What have been the biggest benefits from a financial perspective for having a parent at home versus two working parents?
We had no daycare expenses. I've known more than a few women who, once they've totaled up their take-home, realize they're working to pay the daycare place. Our girls are teens now, so we've outgrown that expense, but not having it made a huge difference earlier on.
I have to manage our food budget fairly closely; because I'm home, there's someone who still has the energy to plan and cook meals from scratch that take more than 30 minutes. That's good for our health, too - we rarely eat out, and the most processed thing we eat is probably gluten-free bread.
We've been able to live with just one car. We were lucky enough that our car rarely left the driveway for the past six years; my husband worked from home and then commuted by bike until his employer moved just a couple of months ago. I'm relying on the bus, my own two feet, and soon, my bike once again. Good for my health! Our daughters walk, ride the bus and bike wherever they have to go, and we are lucky we live in an urban area with good public transportation.
What are some of the favorite ways you've found to save money on everyday items your family uses?
- Don't waste time with coupons; you'll save more by just buying the store brand or making whatever it is yourself.
- Track prices, so you'll know whether something is really a deal or not.
- Buy in bulk, but be careful; sometimes warehouse stores charge as much or more than grocery stores for certain items (track prices!).
- If you can, grow and preserve some of your own food.
What advice do you have for recipes that offer a lot of bang for your buck?
Soup! Homemade soup is an absolute must. It's so cheap you feel like you're getting away with something, especially if you make the stock yourself. Save up bones and vegetable scraps in the freezer to make stock in advance. Then use leftovers and vegetables on their last legs to make the soup itself, and you have something quick, delicious and nutritious out of foods that might otherwise have gone to waste. If you are caught without homemade stock, aseptic pack broth is always good to have in the cupboard for emergencies, and it's inexpensive. I have dozens of soup recipes on my site.
What are your favorite tools or resources for managing your family's finances?
I absolutely love Mint, and I'm not just saying that because Mint's interviewing me! It's the best money tracker I've ever used, and it really helps you see where your financial "sinkholes" are. It takes a little time to go through your spending and categorize, but you'll thank yourself come tax time. Apart from that, online banking and bill paying! I am "mail-impaired," and doing everything online works so much better for me. It also cuts down on paper clutter. I've gone to e-bills for almost everything.
What advice do you have about raising financially responsible kids? When and how did you start talking to them about money?
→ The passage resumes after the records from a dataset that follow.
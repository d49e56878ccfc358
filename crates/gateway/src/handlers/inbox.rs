//! COAR Notify inbox

use axum::{extract::State, http::StatusCode, Json};
use serde_json::{json, Value};

use crate::AppState;
use zenodo_common::{
    errors::Result,
    peer_review::{self, InboxOutcome},
};

pub async fn receive(State(state): State<AppState>, Json(payload): Json<Value>) -> Result<(StatusCode, Json<Value>)> {
    let body = match peer_review::receive(&state.services, &payload).await? {
        InboxOutcome::Stored(review) => json!({
            "id": review.id,
            "notification_id": review.notification_id,
            "record_id": review.record_id,
            "status": review.review_status(),
        }),
        InboxOutcome::Ignored => json!({"status": "ignored"}),
    };
    Ok((StatusCode::ACCEPTED, Json(body)))
}
//! Knowledge base lookups (licenses, grants, communities)
//!
//! Lookups go through bounded process-local caches. Publication passes
//! `fresh = true` so a stale entry can never let an unknown reference
//! through.

use crate::cache::LocalCache;
use crate::config::LocalCacheConfig;
use crate::db::models::{
    Community, CommunityColumn, CommunityEntity, Grant, GrantColumn, GrantEntity, License, LicenseEntity,
};
use crate::errors::Result;
use sea_orm::{ColumnTrait, ConnectionTrait, EntityTrait, QueryFilter};
use std::collections::HashSet;
use std::sync::Arc;
use std::time::Duration;

/// Cached views over the reference tables
#[derive(Clone)]
pub struct KnowledgeBase {
    licenses: Arc<LocalCache<String, Option<License>>>,
    grants: Arc<LocalCache<String, Option<Grant>>>,
    communities: Arc<LocalCache<String, Option<Community>>>,
}

impl KnowledgeBase {
    pub fn new(config: &LocalCacheConfig) -> Self {
        let ttl = Duration::from_secs(config.kb_ttl_secs);
        Self {
            licenses: Arc::new(LocalCache::new(ttl, config.kb_capacity)),
            grants: Arc::new(LocalCache::new(ttl, config.kb_capacity)),
            communities: Arc::new(LocalCache::new(ttl, config.kb_capacity)),
        }
    }

    pub async fn license<C: ConnectionTrait>(&self, db: &C, id: &str) -> Result<Option<License>> {
        if let Some(hit) = self.licenses.get(&id.to_string()) {
            return Ok(hit);
        }
        let license = LicenseEntity::find_by_id(id.to_string()).one(db).await?;
        self.licenses.insert(id.to_string(), license.clone());
        Ok(license)
    }

    pub async fn grant<C: ConnectionTrait>(&self, db: &C, id: &str) -> Result<Option<Grant>> {
        if let Some(hit) = self.grants.get(&id.to_string()) {
            return Ok(hit);
        }
        let grant = GrantEntity::find_by_id(id.to_string()).one(db).await?;
        self.grants.insert(id.to_string(), grant.clone());
        Ok(grant)
    }

    pub async fn community<C: ConnectionTrait>(&self, db: &C, id: &str) -> Result<Option<Community>> {
        if let Some(hit) = self.communities.get(&id.to_string()) {
            return Ok(hit);
        }
        let community = CommunityEntity::find_by_id(id.to_string()).one(db).await?;
        self.communities.insert(id.to_string(), community.clone());
        Ok(community)
    }

    /// Subset of `ids` naming existing communities
    pub async fn known_communities<C: ConnectionTrait>(
        &self,
        db: &C,
        ids: &[String],
        fresh: bool,
    ) -> Result<HashSet<String>> {
        if ids.is_empty() {
            return Ok(HashSet::new());
        }
        if !fresh {
            let mut known = HashSet::new();
            for id in ids {
                if self.community(db, id).await?.is_some() {
                    known.insert(id.clone());
                }
            }
            return Ok(known);
        }

        let rows = CommunityEntity::find()
            .filter(CommunityColumn::Id.is_in(ids.iter().cloned()))
            .all(db)
            .await?;
        for row in &rows {
            self.communities.insert(row.id.clone(), Some(row.clone()));
        }
        Ok(rows.into_iter().map(|c| c.id).collect())
    }

    /// Subset of `ids` naming existing grants
    pub async fn known_grants<C: ConnectionTrait>(&self, db: &C, ids: &[String], fresh: bool) -> Result<HashSet<String>> {
        if ids.is_empty() {
            return Ok(HashSet::new());
        }
        if !fresh {
            let mut known = HashSet::new();
            for id in ids {
                if self.grant(db, id).await?.is_some() {
                    known.insert(id.clone());
                }
            }
            return Ok(known);
        }

        let rows = GrantEntity::find()
            .filter(GrantColumn::Id.is_in(ids.iter().cloned()))
            .all(db)
            .await?;
        for row in &rows {
            self.grants.insert(row.id.clone(), Some(row.clone()));
        }
        Ok(rows.into_iter().map(|g| g.id).collect())
    }

    /// Drop every cached entry
    pub fn clear(&self) {
        self.licenses.clear();
        self.grants.clear();
        self.communities.clear();
    }
}

impl Default for KnowledgeBase {
    fn default() -> Self {
        Self::new(&LocalCacheConfig::default())
    }
}

#[cfg(test)]
mod tests {
    use super::*;
    use crate::db::models::{CommunityActiveModel, GrantActiveModel, LicenseActiveModel, UserActiveModel};
    use crate::db::DbPool;
    use chrono::Utc;
    use sea_orm::{ActiveModelTrait, Set};

    #[tokio::test]
    async fn test_lookups_and_fresh_resolution() {
        let pool = DbPool::in_memory().await.unwrap();
        let db = pool.write();
        let kb = KnowledgeBase::default();

        LicenseActiveModel {
            id: Set("cc-by".into()),
            title: Set("Creative Commons Attribution".into()),
            url: Set(Some("https://creativecommons.org/licenses/by/4.0/".into())),
            is_open: Set(true),
        }
        .insert(db)
        .await
        .unwrap();
        GrantActiveModel {
            id: Set("g1".into()),
            acronym: Set(Some("ACR".into())),
            title: Set("Title".into()),
            funder: Set(None),
        }
        .insert(db)
        .await
        .unwrap();

        assert!(kb.license(db, "cc-by").await.unwrap().is_some());
        assert!(kb.license(db, "nope").await.unwrap().is_none());
        assert_eq!(
            kb.known_grants(db, &["g1".into(), "g2".into()], false).await.unwrap(),
            ["g1".to_string()].into_iter().collect()
        );

        // Cached miss is corrected by a fresh lookup
        assert!(kb
            .known_communities(db, &["c1".into()], false)
            .await
            .unwrap()
            .is_empty());
        UserActiveModel {
            id: Set(1),
            email: Set("owner@example.org".into()),
            username: Set(None),
        }
        .insert(db)
        .await
        .unwrap();
        let now = Utc::now();
        CommunityActiveModel {
            id: Set("c1".into()),
            title: Set("Community".into()),
            owner_id: Set(1),
            created: Set(now.into()),
            updated: Set(now.into()),
        }
        .insert(db)
        .await
        .unwrap();

        assert!(kb
            .known_communities(db, &["c1".into()], false)
            .await
            .unwrap()
            .is_empty());
        assert!(kb
            .known_communities(db, &["c1".into()], true)
            .await
            .unwrap()
            .contains("c1"));
    }
}
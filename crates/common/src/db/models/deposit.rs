//! Deposition entity

use sea_orm::entity::prelude::*;
use serde::{Deserialize, Serialize};

/// Deposition lifecycle state
#[derive(Clone, Copy, Debug, PartialEq, Eq, Hash, Serialize, Deserialize)]
#[serde(rename_all = "snake_case")]
pub enum DepositStatus {
    Draft,
    InProgress,
    Published,
    Edited,
}

impl From<String> for DepositStatus {
    fn from(s: String) -> Self {
        match s.as_str() {
            "inprogress" => DepositStatus::InProgress,
            "published" => DepositStatus::Published,
            "edited" => DepositStatus::Edited,
            _ => DepositStatus::Draft,
        }
    }
}

impl From<DepositStatus> for String {
    fn from(status: DepositStatus) -> Self {
        status.as_str().to_string()
    }
}

impl DepositStatus {
    pub fn as_str(&self) -> &'static str {
        match self {
            DepositStatus::Draft => "draft",
            DepositStatus::InProgress => "inprogress",
            DepositStatus::Published => "published",
            DepositStatus::Edited => "edited",
        }
    }
}

impl std::fmt::Display for DepositStatus {
    fn fmt(&self, f: &mut std::fmt::Formatter<'_>) -> std::fmt::Result {
        f.write_str(self.as_str())
    }
}

#[derive(Clone, Debug, PartialEq, DeriveEntityModel, Serialize, Deserialize)]
#[sea_orm(table_name = "deposits")]
pub struct Model {
    #[sea_orm(primary_key, auto_increment = false)]
    pub id: Uuid,

    /// Public deposition number, minted from the recid sequence
    #[sea_orm(unique)]
    pub depid: i32,

    pub owner_id: i32,

    #[sea_orm(column_type = "Text")]
    pub status: String,

    /// The single active draft, in the legacy flat form shape
    #[sea_orm(column_type = "JsonBinary")]
    pub draft: Json,

    pub bucket_id: Uuid,

    /// Record identifier once the deposition has been published
    pub recid: Option<i32>,

    /// Concept identifier shared with the other versions
    pub conceptrecid: Option<i32>,

    /// Per-field errors of the last failed publication
    #[sea_orm(column_type = "JsonBinary", nullable)]
    pub errors: Option<Json>,

    pub created: DateTimeWithTimeZone,

    pub updated: DateTimeWithTimeZone,
}

impl Model {
    /// Get the deposition status as an enum
    pub fn deposit_status(&self) -> DepositStatus {
        DepositStatus::from(self.status.clone())
    }

    /// Pre-reserved DOI stored in the draft, if any
    pub fn prereserved_doi(&self) -> Option<&str> {
        self.draft
            .get("prereserve_doi")
            .and_then(|p| p.get("doi"))
            .and_then(|d| d.as_str())
    }

    /// Pre-reserved recid stored in the draft, if any
    pub fn prereserved_recid(&self) -> Option<i32> {
        self.draft
            .get("prereserve_doi")
            .and_then(|p| p.get("recid"))
            .and_then(|r| r.as_i64())
            .and_then(|r| i32::try_from(r).ok())
    }
}

#[derive(Copy, Clone, Debug, EnumIter, DeriveRelation)]
pub enum Relation {
    #[sea_orm(has_many = "super::sip::Entity")]
    Sips,

    #[sea_orm(
        belongs_to = "super::bucket::Entity",
        from = "Column::BucketId",
        to = "super::bucket::Column::Id"
    )]
    Bucket,
}

impl Related<super::sip::Entity> for Entity {
    fn to() -> RelationDef {
        Relation::Sips.def()
    }
}

impl Related<super::bucket::Entity> for Entity {
    fn to() -> RelationDef {
        Relation::Bucket.def()
    }
}

impl ActiveModelBehavior for ActiveModel {}
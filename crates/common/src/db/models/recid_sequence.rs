//! Integer minter shared by deposition ids, recids and conceptrecids

use sea_orm::entity::prelude::*;
use serde::{Deserialize, Serialize};

#[derive(Clone, Debug, PartialEq, Eq, DeriveEntityModel, Serialize, Deserialize)]
#[sea_orm(table_name = "recid_sequence")]
pub struct Model {
    #[sea_orm(primary_key)]
    pub id: i32,

    pub created: DateTimeWithTimeZone,
}

#[derive(Copy, Clone, Debug, EnumIter, DeriveRelation)]
pub enum Relation {}

impl ActiveModelBehavior for ActiveModel {}
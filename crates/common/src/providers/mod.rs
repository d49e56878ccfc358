//! External registrar adapters
//!
//! Provides:
//! - The [`PidProvider`] contract (reserve/register/update/delete)
//! - A registry populated explicitly at startup and resolved by scheme and value
//! - DataCite MDS adapter for the local DOI prefix
//! - No-op adapters for external DOIs and locally minted identifiers
//!
//! Adapters return `Ok(false)` for a soft failure (the PID store leaves the
//! identifier untouched) and `Err` for transport failures.

mod datacite;
mod local;

pub use datacite::DataCiteProvider;
pub use local::{ExternalDoiProvider, LocalProvider};

use crate::config::AppConfig;
use crate::db::models::Pid;
use crate::errors::Result;
use async_trait::async_trait;
use std::sync::Arc;

/// Contract of an identifier authority
#[async_trait]
pub trait PidProvider: Send + Sync {
    /// Name stored in `pid_provider`
    fn name(&self) -> &'static str;

    /// Whether this adapter manages the given identifier
    fn accepts(&self, pid_type: &str, pid_value: &str) -> bool;

    async fn reserve(&self, pid: &Pid, doc: Option<&str>) -> Result<bool>;

    async fn register(&self, pid: &Pid, url: &str, doc: Option<&str>) -> Result<bool>;

    async fn update(&self, pid: &Pid, url: Option<&str>, doc: Option<&str>) -> Result<bool>;

    async fn delete(&self, pid: &Pid) -> Result<bool>;
}

/// Ordered set of adapters; the first accepting adapter wins
#[derive(Clone, Default)]
pub struct ProviderRegistry {
    providers: Vec<Arc<dyn PidProvider>>,
}

impl ProviderRegistry {
    pub fn new() -> Self {
        Self::default()
    }

    /// Register an adapter (builder style)
    pub fn with(mut self, provider: Arc<dyn PidProvider>) -> Self {
        self.providers.push(provider);
        self
    }

    /// Adapters for local identifiers and external DOIs only
    pub fn local() -> Self {
        Self::new()
            .with(Arc::new(LocalProvider::default()))
            .with(Arc::new(ExternalDoiProvider))
    }

    /// Production registry: DataCite for the local prefix, then the no-op adapters
    pub fn from_config(config: &AppConfig) -> Result<Self> {
        let datacite = DataCiteProvider::new(&config.datacite, &config.site.doi_prefix)?;

        Ok(Self::new()
            .with(Arc::new(datacite))
            .with(Arc::new(LocalProvider::default()))
            .with(Arc::new(ExternalDoiProvider)))
    }

    /// Resolve the adapter for an identifier
    pub fn resolve(&self, pid_type: &str, pid_value: &str) -> Option<Arc<dyn PidProvider>> {
        self.providers
            .iter()
            .find(|p| p.accepts(pid_type, pid_value))
            .cloned()
    }

    /// Look up an adapter by its stored name
    pub fn by_name(&self, name: &str) -> Option<Arc<dyn PidProvider>> {
        self.providers.iter().find(|p| p.name() == name).cloned()
    }

    /// Adapter for a stored identifier: recorded provider first, then resolution
    pub fn for_pid(&self, pid: &Pid) -> Option<Arc<dyn PidProvider>> {
        pid.pid_provider
            .as_deref()
            .and_then(|name| self.by_name(name))
            .or_else(|| self.resolve(&pid.pid_type, &pid.pid_value))
    }

    pub fn len(&self) -> usize {
        self.providers.len()
    }

    pub fn is_empty(&self) -> bool {
        self.providers.is_empty()
    }
}

#[cfg(test)]
mod tests {
    use super::*;
    use crate::config::AppConfig;

    #[test]
    fn test_resolution_order() {
        let config = AppConfig::default();
        let registry = ProviderRegistry::from_config(&config).unwrap();

        let local = registry.resolve("doi", "10.5281/zenodo.12").unwrap();
        assert_eq!(local.name(), "datacite");

        let external = registry.resolve("doi", "10.1234/foo.bar").unwrap();
        assert_eq!(external.name(), "external");

        let recid = registry.resolve("recid", "12").unwrap();
        assert_eq!(recid.name(), "local");

        assert!(registry.resolve("handle", "123/456").is_none());
    }

    #[test]
    fn test_local_registry_handles_every_doi() {
        let registry = ProviderRegistry::local();
        assert_eq!(registry.resolve("doi", "10.5281/zenodo.1").unwrap().name(), "external");
        assert_eq!(registry.by_name("local").unwrap().name(), "local");
    }
}
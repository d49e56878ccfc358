//! SeaORM entity models
//!
//! Database entities for the deposition engine

pub mod bucket;
pub mod community;
pub mod deposit;
pub mod file_instance;
pub mod grant;
pub mod license;
pub mod oai_set;
pub mod object_version;
pub mod peer_review;
pub mod pid;
pub mod pid_log;
pub mod pid_relation;
pub mod recid_sequence;
pub mod record;
pub mod record_revision;
pub mod sip;
pub mod user;

pub use pid::{
    Entity as PidEntity,
    Model as Pid,
    ActiveModel as PidActiveModel,
    Column as PidColumn,
    PidStatus,
};

pub use pid_log::{
    Entity as PidLogEntity,
    Model as PidLog,
    ActiveModel as PidLogActiveModel,
    Column as PidLogColumn,
};

pub use pid_relation::{
    Entity as PidRelationEntity,
    Model as PidRelation,
    ActiveModel as PidRelationActiveModel,
    Column as PidRelationColumn,
    RELATION_VERSION,
};

pub use recid_sequence::{
    Entity as RecidSequenceEntity,
    ActiveModel as RecidSequenceActiveModel,
};

pub use deposit::{
    Entity as DepositEntity,
    Model as Deposit,
    ActiveModel as DepositActiveModel,
    Column as DepositColumn,
    DepositStatus,
};

pub use sip::{
    Entity as SipEntity,
    Model as Sip,
    ActiveModel as SipActiveModel,
    Column as SipColumn,
};

pub use record::{
    Entity as RecordEntity,
    Model as Record,
    ActiveModel as RecordActiveModel,
    Column as RecordColumn,
};

pub use record_revision::{
    Entity as RecordRevisionEntity,
    Model as RecordRevision,
    ActiveModel as RecordRevisionActiveModel,
    Column as RecordRevisionColumn,
};

pub use bucket::{
    Entity as BucketEntity,
    Model as Bucket,
    ActiveModel as BucketActiveModel,
    Column as BucketColumn,
};

pub use object_version::{
    Entity as ObjectVersionEntity,
    Model as ObjectVersion,
    ActiveModel as ObjectVersionActiveModel,
    Column as ObjectVersionColumn,
};

pub use file_instance::{
    Entity as FileInstanceEntity,
    Model as FileInstance,
    ActiveModel as FileInstanceActiveModel,
    Column as FileInstanceColumn,
};

pub use oai_set::{
    Entity as OaiSetEntity,
    Model as OaiSet,
    ActiveModel as OaiSetActiveModel,
    Column as OaiSetColumn,
};

pub use community::{
    Entity as CommunityEntity,
    Model as Community,
    ActiveModel as CommunityActiveModel,
    Column as CommunityColumn,
};

pub use user::{
    Entity as UserEntity,
    Model as User,
    ActiveModel as UserActiveModel,
    Column as UserColumn,
};

pub use license::{
    Entity as LicenseEntity,
    Model as License,
    ActiveModel as LicenseActiveModel,
    Column as LicenseColumn,
};

pub use grant::{
    Entity as GrantEntity,
    Model as Grant,
    ActiveModel as GrantActiveModel,
    Column as GrantColumn,
};

pub use peer_review::{
    Entity as PeerReviewEntity,
    Model as PeerReview,
    ActiveModel as PeerReviewActiveModel,
    Column as PeerReviewColumn,
    ReviewStatus,
};
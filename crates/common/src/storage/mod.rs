//! File buckets over a content-addressed blob store
//!
//! Provides:
//! - Bucket lifecycle (create, lock, unlock, delete)
//! - Object operations (add, remove, rename, reorder, list, open)
//! - Snapshots sharing file instances and bucket signatures
//!
//! Every write checks the bucket's `locked` flag and fails with
//! `BucketLocked` without retry.

mod blob;

pub use blob::{checksum, content_uri, BlobStore, FsBlobStore, MemoryBlobStore};

use crate::config::StorageConfig;
use crate::db::models::{
    Bucket, BucketActiveModel, BucketEntity, FileInstance, FileInstanceActiveModel, FileInstanceColumn,
    FileInstanceEntity, ObjectVersion, ObjectVersionActiveModel, ObjectVersionColumn, ObjectVersionEntity,
};
use crate::errors::{AppError, Result};
use chrono::Utc;
use sea_orm::{ActiveModelTrait, ColumnTrait, ConnectionTrait, EntityTrait, QueryFilter, QueryOrder, Set};
use serde::{Deserialize, Serialize};
use std::collections::{BTreeSet, HashMap};
use std::sync::Arc;
use tracing::{debug, info};
use uuid::Uuid;

/// Set of `(key, checksum)` pairs identifying bucket contents
pub type BucketSignature = BTreeSet<(String, String)>;

/// Visible object of a bucket
#[derive(Debug, Clone, PartialEq, Eq, Serialize, Deserialize)]
pub struct ObjectInfo {
    pub bucket_id: Uuid,
    pub version_id: Uuid,
    pub file_id: Uuid,
    pub key: String,
    pub size: i64,
    pub checksum: String,
    pub position: i32,
}

/// Bucket and object operations
#[derive(Clone)]
pub struct FileStorage {
    blobs: Arc<dyn BlobStore>,
}
//! Historical revisions of record metadata

use sea_orm::entity::prelude::*;
use serde::{Deserialize, Serialize};

#[derive(Clone, Debug, PartialEq, DeriveEntityModel, Serialize, Deserialize)]
#[sea_orm(table_name = "record_revisions")]
pub struct Model {
    #[sea_orm(primary_key)]
    pub id: i32,

    pub record_id: Uuid,

    pub version_id: i32,

    #[sea_orm(column_type = "JsonBinary")]
    pub json: Json,

    pub created: DateTimeWithTimeZone,
}

#[derive(Copy, Clone, Debug, EnumIter, DeriveRelation)]
pub enum Relation {
    #[sea_orm(
        belongs_to = "super::record::Entity",
        from = "Column::RecordId",
        to = "super::record::Column::Id"
    )]
    Record,
}

impl Related<super::record::Entity> for Entity {
    fn to() -> RelationDef {
        Relation::Record.def()
    }
}

impl ActiveModelBehavior for ActiveModel {}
Boy, I wish I had better advice on this one! One of my kids is naturally good with money; the other one, it burns a hole in her pocket, but she's getting better as she gets older (her mom went through the exact same thing, ahem). The best way to raise responsible kids is to be responsible yourself. Don't shelter them - let them see how you handle your money, but if times are hard, make sure you reassure them that they'll be taken care of. Teach them how to cook, how to mend and how to take care of things.